Hay otro problema que agrava la desconfianza: en apenas dos años, cinco personas han pasado por la dirección de Nueva EPS. Eso no inspira confianza. La falta de continuidad en la gestión se traduce en decisiones inconsistentes y en que nadie asume realmente la responsabilidad de solucionar nada.

Mientras tanto, la realidad de los 11,5 millones de afiliados sigue siendo un desastre. Las quejas contra Nueva EPS se dispararon un 107% en el último año. Las tutelas fueron al cielo entre 2024 y 2025. La Defensoría del Pueblo reportó miles de solicitudes que quedan sin respuesta. Lo que la gente vive día a día es muy simple: demoras para recibir medicamentos, acceso complicado a servicios médicos, una entidad que simplemente no responde.

Por si fuera poco, el fantasma de los problemas financieros sigue rondando. La Contraloría tuvo que hacer una inspección porque la Nueva EPS ni siquiera presenta sus estados financieros recientes.
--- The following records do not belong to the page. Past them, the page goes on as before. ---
// Copyright (c) 2024-2026 Martin Schröder <info@swedishembedded.com>
//
// SPDX-License-Identifier: MIT
use std::path::{Path, PathBuf};

use anyhow::Context;
use tracing::debug;

use crate::Config;

/// Ordered list of config file locations searched from lowest to highest priority.
/// Later files override earlier ones.
fn config_search_paths() -> Vec<PathBuf> {
    let mut paths = Vec::new();

    // 1. System-wide default
    paths.push(PathBuf::from("/etc/agentcore/config.yaml"));
    paths.push(PathBuf::from("/etc/agentcore/config.yml"));

    // 2. XDG / home
    if let Some(home) = dirs::home_dir() {
        paths.push(home.join(".config/agentcore/config.yaml"));
        paths.push(home.join(".config/agentcore/config.yml"));
    }
    if let Some(cfg) = dirs::config_dir() {
        paths.push(cfg.join("agentcore/config.yaml"));
        paths.push(cfg.join("agentcore/config.yml"));
    }

    // 3. Workspace-local
    paths.push(PathBuf::from(".agentcore/config.yaml"));
    paths.push(PathBuf::from(".agentcore/config.yml"));
    paths.push(PathBuf::from(".agentcore.yaml"));
    paths.push(PathBuf::from(".agentcore.yml"));
    paths.push(PathBuf::from("agentcore.yaml"));
    paths.push(PathBuf::from("agentcore.yml"));

    paths
}

/// Load configuration by merging all discovered YAML files.
/// The `extra` argument may provide an explicit path (e.g. `--config` CLI flag).
pub fn load(extra: Option<&Path>) -> anyhow::Result<Config> {
    let mut merged = serde_yaml::Value::Mapping(serde_yaml::Mapping::new());

    for path in config_search_paths() {
        if path.is_file() {
            debug!(path = %path.display(), "loading config layer");
            let text = std::fs::read_to_string(&path)
                .with_context(|| format!("reading {}", path.display()))?;
            let layer: serde_yaml::Value = serde_yaml::from_str(&text)
                .with_context(|| format!("parsing {}", path.display()))?;
            merge_yaml(&mut merged, layer);
        }
    }

    if let Some(p) = extra {
        debug!(path = %p.display(), "loading explicit config");
        let text =
            std::fs::read_to_string(p).with_context(|| format!("reading {}", p.display()))?;
        let layer: serde_yaml::Value =
            serde_yaml::from_str(&text).with_context(|| format!("parsing {}", p.display()))?;
        merge_yaml(&mut merged, layer);
    }

    // Deserialize the merged YAML value into Config, falling back to defaults
    // when the merged value is empty (no config files found).
    let config: Config = if matches!(merged, serde_yaml::Value::Mapping(ref m) if m.is_empty()) {
        Config::default()
    } else {
        serde_yaml::from_value(merged).unwrap_or_default()
    };
    Ok(config)
}

/// Deep-merge `src` into `dst`; src wins on scalar conflicts.
fn merge_yaml(dst: &mut serde_yaml::Value, src: serde_yaml::Value) {
    match (dst, src) {
        (serde_yaml::Value::Mapping(d), serde_yaml::Value::Mapping(s)) => {
            for (k, v) in s {
                let entry = d
                    .entry(k)
                    .or_insert(serde_yaml::Value::Mapping(serde_yaml::Mapping::new()));
                merge_yaml(entry, v);
            }
        }
        (dst, src) => *dst = src,
    }
}

// ─── Unit tests ──────────────────────────────────────────────────────────────
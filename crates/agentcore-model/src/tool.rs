// Copyright (c) 2024-2026 Martin Schröder <info@swedishembedded.com>
//
// SPDX-License-Identifier: Apache-2.0
use serde::{Deserialize, Serialize};
use serde_json::Value;

/// JSON Schema primitive types accepted by a [`ToolParameter`].
#[derive(Debug, Clone, Copy, PartialEq, Eq, Serialize, Deserialize)]
#[serde(rename_all = "lowercase")]
pub enum ParameterType {
    String,
    Number,
    Integer,
    Boolean,
    Null,
    Object,
    Array,
}

#[derive(Debug, Clone, Serialize, Deserialize)]
pub struct ToolParameter {
    pub name: String,
    #[serde(rename = "type")]
    pub kind: ParameterType,
    pub description: String,
    #[serde(default, skip_serializing_if = "Vec::is_empty")]
    pub enum_values: Vec<String>,
    #[serde(default)]
    pub optional: bool,
}

impl ToolParameter {
    pub fn required(name: impl Into<String>, kind: ParameterType, description: impl Into<String>) -> Self {
        Self {
            name: name.into(),
            kind,
            description: description.into(),
            enum_values: Vec::new(),
            optional: false,
        }
    }

    pub fn optional_param(name: impl Into<String>, kind: ParameterType, description: impl Into<String>) -> Self {
        Self {
            name: name.into(),
            kind,
            description: description.into(),
            enum_values: Vec::new(),
            optional: true,
        }
    }

    pub fn with_enum(mut self, values: impl IntoIterator<Item = impl Into<String>>) -> Self {
        self.enum_values = values.into_iter().map(Into::into).collect();
        self
    }
}

/// A tool's static definition: name, description, and an ordered parameter
/// list. Serializes to a JSON-Schema `{"type": "object", "properties": {...}}`
/// with `required` omitted entirely when no parameter is mandatory.
#[derive(Debug, Clone, Serialize, Deserialize)]
pub struct Tool {
    pub name: String,
    pub description: String,
    pub parameters: Vec<ToolParameter>,
}

impl Tool {
    pub fn new(name: impl Into<String>, description: impl Into<String>, parameters: Vec<ToolParameter>) -> Self {
        Self { name: name.into(), description: description.into(), parameters }
    }

    /// JSON-Schema representation of `parameters`, ready for the wire
    /// `functions`/`tools` array.
    pub fn parameters_schema(&self) -> Value {
        let mut properties = serde_json::Map::new();
        let mut required = Vec::new();
        for p in &self.parameters {
            let mut prop = serde_json::Map::new();
            prop.insert("type".to_string(), serde_json::to_value(p.kind).unwrap());
            prop.insert("description".to_string(), Value::String(p.description.clone()));
            if !p.enum_values.is_empty() {
                prop.insert("enum".to_string(), Value::Array(
                    p.enum_values.iter().cloned().map(Value::String).collect(),
                ));
            }
            properties.insert(p.name.clone(), Value::Object(prop));
            if !p.optional {
                required.push(Value::String(p.name.clone()));
            }
        }
        let mut schema = serde_json::Map::new();
        schema.insert("type".to_string(), Value::String("object".to_string()));
        schema.insert("properties".to_string(), Value::Object(properties));
        if !required.is_empty() {
            schema.insert("required".to_string(), Value::Array(required));
        }
        Value::Object(schema)
    }

    /// Validate a call's arguments against this tool's parameter list:
    /// every required parameter must be present, no unknown parameter may
    /// appear, and enum-constrained values must be one of the declared set.
    pub fn validate_args(&self, args: &Value) -> Result<(), crate::error::ValidationError> {
        use crate::error::ValidationError;
        let obj = args.as_object().cloned().unwrap_or_default();
        let known: std::collections::HashSet<&str> =
            self.parameters.iter().map(|p| p.name.as_str()).collect();
        for key in obj.keys() {
            if !known.contains(key.as_str()) {
                return Err(ValidationError::UnknownParameter(key.clone()));
            }
        }
        for p in &self.parameters {
            match obj.get(&p.name) {
                None if !p.optional => return Err(ValidationError::MissingParameter(p.name.clone())),
                Some(v) if !p.enum_values.is_empty() => {
                    let s = v.as_str().unwrap_or_default();
                    if !p.enum_values.iter().any(|e| e == s) {
                        return Err(ValidationError::NotInEnum {
                            field: p.name.clone(),
                            value: s.to_string(),
                        });
                    }
                }
                _ => {}
            }
        }
        Ok(())
    }
}

#[cfg(test)]
mod tests {
    use super::*;

    #[test]
    fn zero_param_tool_omits_required_and_uses_empty_properties() {
        let t = Tool::new("ping", "ping the server", vec![]);
        let schema = t.parameters_schema();
        assert_eq!(schema["type"], "object");
        assert_eq!(schema["properties"], serde_json::json!({}));
        assert!(schema.get("required").is_none());
    }

    #[test]
    fn required_and_optional_parameters_split_correctly() {
        let t = Tool::new(
            "search",
            "search the web",
            vec![
                ToolParameter::required("query", ParameterType::String, "search text"),
                ToolParameter::optional_param("limit", ParameterType::Integer, "max results"),
            ],
        );
        let schema = t.parameters_schema();
        assert_eq!(schema["required"], serde_json::json!(["query"]));
        assert!(schema["properties"]["limit"].is_object());
    }

    #[test]
    fn validate_args_rejects_unknown_parameter() {
        let t = Tool::new("x", "x", vec![ToolParameter::required("a", ParameterType::String, "")]);
        let err = t.validate_args(&serde_json::json!({"a": "1", "b": "2"})).unwrap_err();
        assert!(matches!(err, crate::error::ValidationError::UnknownParameter(_)));
    }

    #[test]
    fn validate_args_rejects_missing_required() {
        let t = Tool::new("x", "x", vec![ToolParameter::required("a", ParameterType::String, "")]);
        let err = t.validate_args(&serde_json::json!({})).unwrap_err();
        assert!(matches!(err, crate::error::ValidationError::MissingParameter(_)));
    }

    #[test]
    fn validate_args_enforces_enum() {
        let t = Tool::new(
            "x",
            "x",
            vec![ToolParameter::required("unit", ParameterType::String, "").with_enum(["c", "f"])],
        );
        assert!(t.validate_args(&serde_json::json!({"unit": "k"})).is_err());
        assert!(t.validate_args(&serde_json::json!({"unit": "c"})).is_ok());
    }

    #[test]
    fn validate_args_allows_missing_optional() {
        let t = Tool::new(
            "x",
            "x",
            vec![ToolParameter::optional_param("limit", ParameterType::Integer, "")],
        );
        assert!(t.validate_args(&serde_json::json!({})).is_ok());
    }
}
Se habla de deudas con el sector farmacéutico que presionan cada vez más la situación de la administración. Todo esto refuerza la sensación de que la intervención no ha logrado nada definitivo en dos años.

Ospina llega entonces a un escenario de máxima exigencia: tiene que reducir esa montaña de quejas acumuladas, mejorar la prestación de servicios, reorganizar internamente una entidad que funciona a los tumbos y responder a los organismos de control. Mientras, debe intentar estabilizar financieramente una EPS que se desmorona. Su gestión dirá si finalmente esta intervención logra rescatar algo de esta crisis o si simplemente será otro director de tránsito en una entidad sin rumbo.